Even though there's only, what, like six or seven slices displayed here, in principle, you're thinking that every one of those infinitely many slices of space has a copy of this vector field. In a formula, what does that mean? Well, what it means is we're taking not just X and Y as input points, but we're going to start taking Z in as well. So if I go, I'm going to say that Z is an input point as well, and I want to be considering these as vectors in three dimensions.

So rather than just saying that it's got X and Y components, I'm going to pretend like it has a Z component. It has a Z component that just happens to be zero for this case. The fact that you have a Z in the input but the output doesn’t depend on the Z corresponds to the fact that all the slices are the same. As you change the Z direction, the vectors won't change at all; they’re just carbon copies of each other.

The fact that this output has a Z component but it just happens to be zero is what corresponds to the fact that it's very flat looking. You know, none of them point up or down in the Z direction; they're all purely X and Y. So as three-dimensional vector fields go, this one is only barely a three-dimensional vector field; it's kind of phoning it in as far as three-dimensional vector fields are concerned.
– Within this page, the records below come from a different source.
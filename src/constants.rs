// -
// Tag rules

/// Marker prepended once to every tag label at branch creation
pub const SWIMLANE_TAG_PREFIX: &str = "swimlane-";

/// Rows fetched per page by the periodic scan
pub(crate) const DEFAULT_SCAN_PAGE_SIZE: usize = 500;

/// Inactive cache entries survive this many unrefreshed scan passes
pub(crate) const INACTIVE_RULE_MAX_AGE: u64 = 1;

// -
// Notification

/// Channel on which release-change messages are delivered
pub const APOLLO_RELEASE_TOPIC: &str = "apollo-release";

/// Joins `appId`, `cluster` and `namespace` in release messages and cache keys
pub const DEFAULT_KEY_SEPARATOR: char = '+';

// -
// Sled

/// Sled database tree holding every table
pub(crate) const CONFIG_DB_TREE: &str = "_swimlane_config_tree";

/// Sled key prefixes, one per table
pub(crate) const RULE_TABLE: &str = "tag_release_rule";
pub(crate) const CLUSTER_TABLE: &str = "cluster";
pub(crate) const NAMESPACE_TABLE: &str = "namespace";
pub(crate) const RELEASE_TABLE: &str = "release";
pub(crate) const RELEASE_HISTORY_TABLE: &str = "release_history";
pub(crate) const AUDIT_TABLE: &str = "audit";
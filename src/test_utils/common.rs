use std::sync::Once;

use tracing_subscriber::EnvFilter;

use crate::storage::decode_row;
use crate::storage::table_prefix;
use crate::Cluster;
use crate::KvStore;
use crate::Namespace;
use crate::Release;
use crate::Result;
use crate::Row;
use crate::StorageEngine;
use crate::Store;
use crate::TagReleaseRule;

pub(crate) const TEST_APP: &str = "A";
pub(crate) const TEST_CLUSTER: &str = "C";
pub(crate) const TEST_NAMESPACE: &str = "N";
pub(crate) const TEST_OPERATOR: &str = "apollo";

static LOGGER_INIT: Once = Once::new();

/// This will ensure the subscriber is only initialized once.
pub fn enable_logger() {
    LOGGER_INIT.call_once(|| {
        let _ = tracing_subscriber::fmt()
            .with_env_filter(EnvFilter::from_default_env())
            .with_test_writer()
            .try_init();
    });
}

/// Seeds the root cluster `cluster` with namespace `namespace` for `app_id`.
pub(crate) fn seed_root_namespace<S: Store>(
    store: &S,
    app_id: &str,
    cluster: &str,
    namespace: &str,
) -> Result<Cluster> {
    store.transaction(|txn| {
        let root = txn.insert_cluster(Cluster::new_root(app_id, cluster, TEST_OPERATOR))?;
        txn.insert_namespace(Namespace::new(app_id, cluster, namespace, TEST_OPERATOR))?;
        Ok(root)
    })
}

/// Inserts `rules` in order and returns them with their assigned ids.
pub(crate) fn insert_rules<S: Store>(
    store: &S,
    rules: Vec<TagReleaseRule>,
) -> Result<Vec<TagReleaseRule>> {
    store.transaction(|txn| {
        let mut inserted = Vec::with_capacity(rules.len());
        for rule in rules {
            inserted.push(txn.insert_rule(rule)?);
        }
        Ok(inserted)
    })
}

pub(crate) fn publish_release<S: Store>(
    store: &S,
    app_id: &str,
    cluster: &str,
    namespace: &str,
) -> Result<Release> {
    store.transaction(|txn| {
        txn.insert_release(Release::new(
            app_id,
            cluster,
            namespace,
            "test-release",
            TEST_OPERATOR,
        ))
    })
}

/// Every row of `R`'s table, soft-deleted ones included, ascending by id.
pub(crate) fn load_table<R, E>(store: &KvStore<E>) -> Vec<R>
where
    R: Row,
    E: StorageEngine,
{
    let prefix = table_prefix(R::TABLE);
    let mut rows = Vec::new();
    store
        .engine()
        .scan_from(&prefix, &prefix, &mut |_key, value| {
            rows.push(decode_row(value)?);
            Ok(true)
        })
        .expect("table scan failed");
    rows
}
But it'll be quite good for our example here because now, if we start thinking of this as representing a three-dimensional fluid flow, rather than just kind of the fluid flow like the one I have pictured over here where you’ve got, you know, water molecules moving in two dimensions, it's very easy to understand, you know, clockwise rotation, counterclockwise rotation, things like that.

Whereas over here, it's a very kind of chaotic three-dimensional fluid flow, but because it's so flat, if you view it from above, it's still loosely the same, just kind of counterclockwise over here on the right and clockwise up there above. So if I were to draw like a column, you could think of this column as having a tornado of fluid flow, right? Where everything is kind of rotating together in that same direction.

So if you were to assign a vector to each point in space to describe the kind of rotation happening around each one of those points in space, you would expect that those inside this column, inside this sort of counterclockwise rotating tornado, and I say counterclockwise, but if we viewed it from below, it would look clockwise. So that’s the tricky part about three dimensions and why we need to describe it with vectors.

But you would expect these, using your right-hand rule where you curl the fingers of your right hand around the direction of rotation here, you would expect vectors that point up in the Z direction, the positive Z direction. If I show what all of the rotation vectors look like, you'll get this, and maybe this is kind of a mess because there are a lot of things on the screen at this point.

So, for the moment, I’ll kind of remove that original vector field and remove the XY plane and just kind of focus on this new vector field that I have pictured here inside that column where we had that tornado of rotation I was describing. All of the vectors point in the positive Z direction, but if we were to view it elsewhere, like over in this region, those are pointing in the negative Z direction.

If you stick your thumb in the direction of all of these vectors in the negative Z direction, that tells you the direction—how the fluid, maybe you're thinking of it as air, kind of rushing about the room—how that fluid rotates in three dimensions. So what curl is going to do here, I’ll kind of clear things up.

I have the formula from last time that hopefully hasn’t looked too in the way while I’ve been doing this. The described curl for a two-dimensional vector field, if we imagine this not just taking X and Y as its inputs because it’s a three-dimensional vector field, but if we imagine it taking X, Y, and Z, so it’s a proper three-dimensional vector field, the output is going to tell you at every point in space what the rotation that corresponds to that point is.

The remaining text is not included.